June 12, 2023 By Catherine Reiland

(Editor’s note: Assistant Vice Provost Catherine Reiland is director of the Wisconsin Idea Seminar.)

The Wisconsin Idea Seminar’s Forest + River experience started under a canopy of centuries-old bur oaks alongside mounds in Willow Creek Woods near the shore of Lake Mendota.

The 2023 Wisconsin Idea Seminar route covered over 500 miles with 23 stops. Map by Katherine Koehler, Cartography Library, UW–Madison

Forests like this one, an oak savanna managed by people and fire for millennia, was a fitting way to begin a 500-mile journey in which 39 faculty and staff contemplated cooperation, belonging, water, and place. Trees — and their forest communities — exemplify cooperation rooted in place.

The Wisconsin Idea Seminar is an annual five-day journey through Wisconsin that offers faculty and staff the opportunity to learn firsthand about the social and cultural contexts that shape the lives of many of our Wisconsin students, and to see what the Wisconsin Idea looks like when it is rooted in local communities and shaped by local priorities.

Faculty and staff became students of Wisconsin life and learned from folks who are deeply committed to the place where they live and who are fundamentally motivated by relationship-building, reciprocity and responsibility to people, land, and water.

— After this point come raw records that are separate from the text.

//! Transport against the simulated rig over an in-memory link

use kneespa_communication::{
    loopback, Command, CommandSink, DeviceTracker, Handshake, SimulatedRig, Transport,
    TransportEvent,
};
use kneespa_core::{Actuator, DeviceEvent};
use std::sync::Arc;
use std::time::Duration;

#[tokio::test]
async fn test_simulated_round_trip() {
    let (link, device) = loopback("sim");
    let mut rig = SimulatedRig::factory();
    let _server = device.serve(move |line| rig.respond(line));

    let (transport, mut rx) = Transport::open(Box::new(link)).expect("open");
    let tracker = Arc::new(DeviceTracker::new());

    transport.send(&Command::Calibrate(2150)).expect("send");
    transport
        .send(&Command::Move {
            actuator: Actuator::A,
            target: kneespa_communication::MoveTarget::Indexed(1312),
            speed: Default::default(),
        })
        .expect("send");
    transport.send(&Command::MeasurePressure).expect("send");

    let mut seen = Vec::new();
    while seen.len() < 4 {
        let event = tokio::time::timeout(Duration::from_secs(2), rx.recv())
            .await
            .expect("device should answer")
            .expect("channel open");
        if let TransportEvent::Device(event) = event {
            tracker.apply(&event);
            seen.push(event);
        }
    }

    assert_eq!(seen[0], DeviceEvent::Ready);
    assert_eq!(seen[2], DeviceEvent::Done);
    assert_eq!(seen[3], DeviceEvent::PressureReport { value: 40.0 });
    assert_eq!(tracker.snapshot().position(Actuator::A), Some(1312));
    assert_eq!(tracker.handshake(), Some(Handshake::Done));

    transport.disconnect();
}

#[tokio::test]
async fn test_concurrent_senders_do_not_interleave() {
    let (link, mut device) = loopback("sim");
    let (transport, _rx) = Transport::open(Box::new(link)).expect("open");
    let transport = Arc::new(transport);

    let mut handles = Vec::new();
    for i in 0..8 {
        let transport = transport.clone();
        handles.push(std::thread::spawn(move || {
            for _ in 0..25 {
                transport
                    .send(&Command::ZeroMarks { a: 1000 + i, b: 2000 + i })
                    .expect("send");
            }
        }));
    }
    for handle in handles {
        handle.join().expect("sender thread");
    }

    for _ in 0..200 {
        let line = device
            .recv_line(Duration::from_secs(1))
            .expect("line should arrive");
        assert!(
            matches!(Command::from_wire(&line), Ok(Command::ZeroMarks { .. })),
            "garbled line: {:?}",
            line
        );
    }
}

#[tokio::test(flavor = "multi_thread", worker_threads = 2)]
async fn test_sink_disconnect_releases_link() {
    let (link, mut device) = loopback("sim");
    let (transport, mut rx) = Transport::open(Box::new(link)).expect("open");
    let sink: Arc<dyn CommandSink> = Arc::new(transport);

    sink.send(&Command::Stop).await.expect("send");
    assert_eq!(device.recv_line(Duration::from_secs(1)).as_deref(), Some("X"));

    sink.disconnect().await;
    assert!(sink.send(&Command::Stop).await.is_err());

    // the read thread is joined and the event channel closed
    let closed = tokio::time::timeout(Duration::from_secs(2), rx.recv())
        .await
        .expect("channel should close");
    assert!(closed.is_none());

    // a second close is harmless
    sink.disconnect().await;
}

We traced the contours of the land to Portage, a cultural and commercial hub for thousands of years, where the Wisconsin River angles toward the Mississippi and the Fox pivots northward to Lake Michigan.

A person talks to a class of people.

Artist Mars Patterson leads the Wisconsin Idea Seminar through a participatory art and reflection activity at Milwaukee’s Kosciuszko Community Center. Patterson left the group with this thought: “Be a good ancestor today”
(Photo by Catherine Reiland/UW-Madison) Photo by Catherine Reiland/UW-Madison

We learned how Ho-Chunk people care for the land and how they preserve stories of place through food and language.

We saw innovation first-hand at Green Bay Packaging, a papermill that has set new standards for net-zero water.

We heard UW-Green Bay leadership describe how their institution serves the third-largest economic region of Wisconsin and how they respond to local needs.

In Appleton we learned how community historians of color are lifting up local histories, bringing to the surface the experiences of the first Black residents in the Fox River Valley who built hope for themselves and others.

A group of people pose in front of a silo.

The cohort members stand in front of the iconic silo at Menominee Tribal Enterprises in Neopit. The sawmill processes logs harvested from sustainably managed forests that cover 230,000 acres of tribal land. Photo by Catherine Reiland/UW-Madison

We paused among the pines of the Menominee to consider the power of plants to heal and to bring comfort. Stacks of white pine in the log yard of the Menominee Tribal Enterprise reminded us that the products of their mill are at once hyper local and destined to regional and international markets.

We were lulled into quiet contemplation by the sound of the Wolf River, swollen with snowmelt, cascading down 20 feet at Big Smokey Falls.

We met high school students at Escuela Verde in Milwaukee who are sketching out their futures, inspired by collective care and interdependent learning.

A woman stands at the front of a bus and talks into a microphone.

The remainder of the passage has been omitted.